Лексика стихотворения грубо экспрессивна, это характерно для стиля автора. К тому же для столь сильного эмоционального напряжения другие слова не подойдут. Поэтому скрипка “разревелась”, а не “расплакалась”, поэтому так легко употребляются слова “дура”, “плакса” (с какой-то даже жалостливой интонацией), грубое “наплевать”, ироничное “голова” (так хочется долго тянуть конечное “а”). Лирический герой, не стесняясь, “орёт”, а не “говорит” или “убеждает”, “броситься на шею” для него естественно, он не будет стесняться. Из устойчивого словосочетания “броситься на шею” получается конкретный образ деревянной шеи скрипки, в инструменте подчёркивается его внешнее сходство с женским телом.
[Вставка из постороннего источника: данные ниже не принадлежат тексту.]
//! Step action registry and dispatch.

use async_trait::async_trait;
use std::collections::HashMap;
use std::sync::Arc;

use crate::context::ActionContext;
use crate::error::ActionError;
use crate::result::ActionOutput;

/// Side-effecting operation bound to a workflow step.
#[async_trait]
pub trait StepAction: Send + Sync {
    /// Returns the name of the step this action is bound to.
    fn step(&self) -> &'static str;

    /// Execute the action against a read-only view of the run.
    async fn run(&self, ctx: &ActionContext) -> Result<ActionOutput, ActionError>;
}

/// Registry mapping step names to their bound actions.
///
/// Adding a step to a workflow means registering one more action here;
/// the executor never branches on step names.
#[derive(Clone)]
pub struct ActionRegistry {
    actions: HashMap<String, Arc<dyn StepAction>>,
}

impl ActionRegistry {
    /// Create a new empty action registry.
    pub fn new() -> Self {
        Self {
            actions: HashMap::new(),
        }
    }

    /// Register an action under the step it declares.
    pub fn register<A: StepAction + 'static>(&mut self, action: A) {
        let step = action.step().to_string();
        self.actions.insert(step, Arc::new(action));
    }

    /// Register an already shared action.
    pub fn register_arc(&mut self, action: Arc<dyn StepAction>) {
        self.actions.insert(action.step().to_string(), action);
    }

    /// Get the action bound to a step.
    pub fn get(&self, step: &str) -> Option<Arc<dyn StepAction>> {
        self.actions.get(step).cloned()
    }

    /// Check if a step has a bound action.
    pub fn has(&self, step: &str) -> bool {
        self.actions.contains_key(step)
    }

    /// List all bound step names.
    pub fn list(&self) -> Vec<&str> {
        let mut steps: Vec<&str> = self.actions.keys().map(|s| s.as_str()).collect();
        steps.sort_unstable();
        steps
    }

    /// Execute the action bound to a step.
    pub async fn execute(
        &self,
        step: &str,
        ctx: &ActionContext,
    ) -> Result<ActionOutput, ActionError> {
        let action = self
            .get(step)
            .ok_or_else(|| ActionError::NotFound(step.to_string()))?;
        action.run(ctx).await
    }
}

impl Default for ActionRegistry {
    fn default() -> Self {
        Self::new()
    }
}

impl std::fmt::Debug for ActionRegistry {
    fn fmt(&self, f: &mut std::fmt::Formatter<'_>) -> std::fmt::Result {
        f.debug_struct("ActionRegistry")
            .field("actions", &self.list())
            .finish()
    }
}

#[cfg(test)]
mod tests {
    use super::*;

    struct MockAction;

    #[async_trait]
    impl StepAction for MockAction {
        fn step(&self) -> &'static str {
            "mock"
        }

        async fn run(&self, ctx: &ActionContext) -> Result<ActionOutput, ActionError> {
            Ok(ActionOutput::applied("seen", serde_json::json!(ctx.step)))
        }
    }

    #[test]
    fn test_registry_new() {
        let registry = ActionRegistry::new();
        assert!(registry.list().is_empty());
    }

    #[test]
    fn test_registry_register() {
        let mut registry = ActionRegistry::new();
        registry.register(MockAction);

        assert!(registry.has("mock"));
        assert!(!registry.has("unknown"));
        assert_eq!(registry.list(), vec!["mock"]);
    }

    #[tokio::test]
    async fn test_registry_execute() {
        let mut registry = ActionRegistry::new();
        registry.register(MockAction);

        let ctx = ActionContext::new("run-1", "mock");
        let output = registry.execute("mock", &ctx).await.unwrap();
        assert_eq!(output.applied.get("seen"), Some(&serde_json::json!("mock")));
    }

    #[tokio::test]
    async fn test_registry_execute_not_found() {
        let registry = ActionRegistry::new();
        let ctx = ActionContext::new("run-1", "unknown");
        let result = registry.execute("unknown", &ctx).await;
        assert!(matches!(result, Err(ActionError::NotFound(_))));
    }
}
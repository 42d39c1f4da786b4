//! Logging adapters for `Result` and `Option`.
//!
//! Handlers and the run directory use these to record a failure with
//! its call site while still propagating it with `?`.

use std::fmt::Display;
use std::panic::Location;

/// Log an `Err` with context and the caller's location, then pass it on.
pub trait ResultExt<T, E> {
    /// Log at error level.
    ///
    /// ```ignore
    /// use autopilot_control_plane::result_ext::ResultExt;
    ///
    /// directory.decide(&run_id, "propose-fix", decision).await.log("recording approval")?;
    /// ```
    fn log<S: ToString>(self, context: S) -> Result<T, E>;

    /// Log at warn level, for failures the caller tolerates.
    fn log_warn<S: ToString>(self, context: S) -> Result<T, E>;
}

impl<T, E: Display> ResultExt<T, E> for Result<T, E> {
    #[track_caller]
    fn log<S: ToString>(self, context: S) -> Result<T, E> {
        if let Err(ref e) = self {
            let caller = Location::caller();
            tracing::error!(
                target: "autopilot_control_plane",
                error = %e,
                file = %format!("{}:{}", caller.file(), caller.line()),
                context = %context.to_string(),
                "Operation failed"
            );
        }
        self
    }

    #[track_caller]
    fn log_warn<S: ToString>(self, context: S) -> Result<T, E> {
        if let Err(ref e) = self {
            let caller = Location::caller();
            tracing::warn!(
                target: "autopilot_control_plane",
                error = %e,
                file = %format!("{}:{}", caller.file(), caller.line()),
                context = %context.to_string(),
                "Operation failed"
            );
        }
        self
    }
}

/// Log a `None` with context and the caller's location, then pass it on.
pub trait OptionResultExt<T> {
    fn log_none<S: ToString>(self, context: S) -> Option<T>;
}

impl<T> OptionResultExt<T> for Option<T> {
    #[track_caller]
    fn log_none<S: ToString>(self, context: S) -> Option<T> {
        if self.is_none() {
            let caller = Location::caller();
            tracing::warn!(
                target: "autopilot_control_plane",
                file = %format!("{}:{}", caller.file(), caller.line()),
                context = %context.to_string(),
                "Expected value was None"
            );
        }
        self
    }
}

#[cfg(test)]
mod tests {
    use super::*;
    use crate::error::AppError;

    #[test]
    fn test_result_ext_ok() {
        let result: Result<u64, AppError> = Ok(42);
        assert_eq!(result.log("recording approval").unwrap(), 42);
    }

    #[test]
    fn test_result_ext_err_passes_through() {
        let result: Result<u64, AppError> = Err(AppError::UnknownRun("missing".to_string()));
        let logged = result.log_warn("recording approval");
        assert!(matches!(logged, Err(AppError::UnknownRun(ref id)) if id == "missing"));
    }

    #[test]
    fn test_option_ext() {
        assert_eq!(Some("run-1").log_none("looking up run"), Some("run-1"));
        assert!(None::<&str>.log_none("looking up run").is_none());
    }
}
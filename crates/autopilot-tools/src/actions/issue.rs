use async_trait::async_trait;
use std::sync::Arc;

use super::{keys, steps};
use crate::collaborators::IssueTracker;
use crate::context::ActionContext;
use crate::error::ActionError;
use crate::registry::StepAction;
use crate::result::ActionOutput;

/// Fetches the issue named by the `issueUrl` input.
pub struct FetchIssueAction {
    issues: Arc<dyn IssueTracker>,
}

impl FetchIssueAction {
    pub fn new(issues: Arc<dyn IssueTracker>) -> Self {
        Self { issues }
    }
}

#[async_trait]
impl StepAction for FetchIssueAction {
    fn step(&self) -> &'static str {
        steps::FETCH_ISSUE
    }

    async fn run(&self, ctx: &ActionContext) -> Result<ActionOutput, ActionError> {
        let url = ctx.require_input_str("issueUrl")?;
        ctx.log(format!("Fetching issue from {}", url));

        let issue = self.issues.fetch_issue(url).await?;
        ctx.log_with(
            format!("Fetched issue: {}", issue.title),
            serde_json::json!({ "issueId": issue.id, "simulated": issue.simulated }),
        );

        Ok(ActionOutput::applied(keys::ISSUE, serde_json::to_value(&issue)?))
    }
}

#[cfg(test)]
mod tests {
    use super::super::testing;
    use super::*;
    use crate::collaborators::IssueDetails;

    #[tokio::test]
    async fn test_fetch_issue() {
        let collaborators = testing::demo_collaborators();
        let action = FetchIssueAction::new(collaborators.issues);
        let sink = Arc::new(testing::RecordingSink::default());
        let ctx = testing::context(steps::FETCH_ISSUE).with_progress(sink.clone());

        let output = action.run(&ctx).await.unwrap();
        let issue: IssueDetails =
            serde_json::from_value(output.applied[keys::ISSUE].clone()).unwrap();

        assert_eq!(issue.number, 5);
        assert_eq!(issue.repo, "acme/widgets");
        assert_eq!(sink.messages.lock().unwrap().len(), 2);
    }

    #[tokio::test]
    async fn test_fetch_issue_requires_url() {
        let collaborators = testing::demo_collaborators();
        let action = FetchIssueAction::new(collaborators.issues);
        let ctx = ActionContext::new("run-1", steps::FETCH_ISSUE);

        let err = action.run(&ctx).await.unwrap_err();
        assert!(matches!(err, ActionError::MissingContext(_)));
    }
}
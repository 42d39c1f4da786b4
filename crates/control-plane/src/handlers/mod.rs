//! HTTP handlers for the Autopilot Control Plane API.
//!
//! This module contains all route handlers organized by domain.

pub mod events;
pub mod health;
pub mod runs;

pub use health::{api_health, health_check};
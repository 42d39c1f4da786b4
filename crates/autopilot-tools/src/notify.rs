//! Notification dispatch.

use async_trait::async_trait;
use std::time::Duration;

use crate::collaborators::Notifier;
use crate::error::ActionError;

/// Notifier that writes notifications to the log.
#[derive(Debug, Default, Clone, Copy)]
pub struct LogNotifier;

#[async_trait]
impl Notifier for LogNotifier {
    async fn notify(&self, channel: &str, payload: &serde_json::Value) -> Result<(), ActionError> {
        tracing::info!(channel, payload = %payload, "Notification");
        Ok(())
    }
}

/// Notifier that posts `{channel, payload}` to a webhook URL.
#[derive(Debug, Clone)]
pub struct WebhookNotifier {
    client: reqwest::Client,
    url: String,
}

impl WebhookNotifier {
    pub fn new(url: impl Into<String>) -> Result<Self, ActionError> {
        let url = url.into();
        if !url.starts_with("http://") && !url.starts_with("https://") {
            return Err(ActionError::Configuration(format!(
                "Webhook URL must be http(s): {}",
                url
            )));
        }
        let client = reqwest::Client::builder()
            .timeout(Duration::from_secs(10))
            .build()?;
        Ok(Self { client, url })
    }

    pub fn url(&self) -> &str {
        &self.url
    }
}

#[async_trait]
impl Notifier for WebhookNotifier {
    async fn notify(&self, channel: &str, payload: &serde_json::Value) -> Result<(), ActionError> {
        let response = self
            .client
            .post(&self.url)
            .json(&serde_json::json!({
                "channel": channel,
                "payload": payload,
            }))
            .send()
            .await?;

        if !response.status().is_success() {
            return Err(ActionError::collaborator(
                "notify",
                format!("webhook returned {}", response.status().as_u16()),
            ));
        }
        Ok(())
    }
}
Самые важные слова автор выделяет как отдельные “ступеньки” “лесенки” стихотворения, не согласуясь с рифмой, для ещё большего подчёркивания их значимости, для визуального выделения:
Я вот тоже
ору —
а доказать ничего не умею.
Слово “ору” ни с чем в стихотворении не рифмуется, но это одна из главных характеристик обоих героев. Рифмы же, как всегда у Маяковского, неточные, составные, часто неожиданные: “смотрел, как” — “тарелка”, “скрипка” — “влип как”. Для автора рифма — одно из самых сильных выразительных средств, тот запал, который взрывает строчку, мастерством рифмовки он владеет в совершенстве. Звучная, рокочущая аллитерация на “р” присутствует во всём тексте стихотворения, а лязг медной тарелки передан звуком “л”: “глупая тарелка вылязгивала…”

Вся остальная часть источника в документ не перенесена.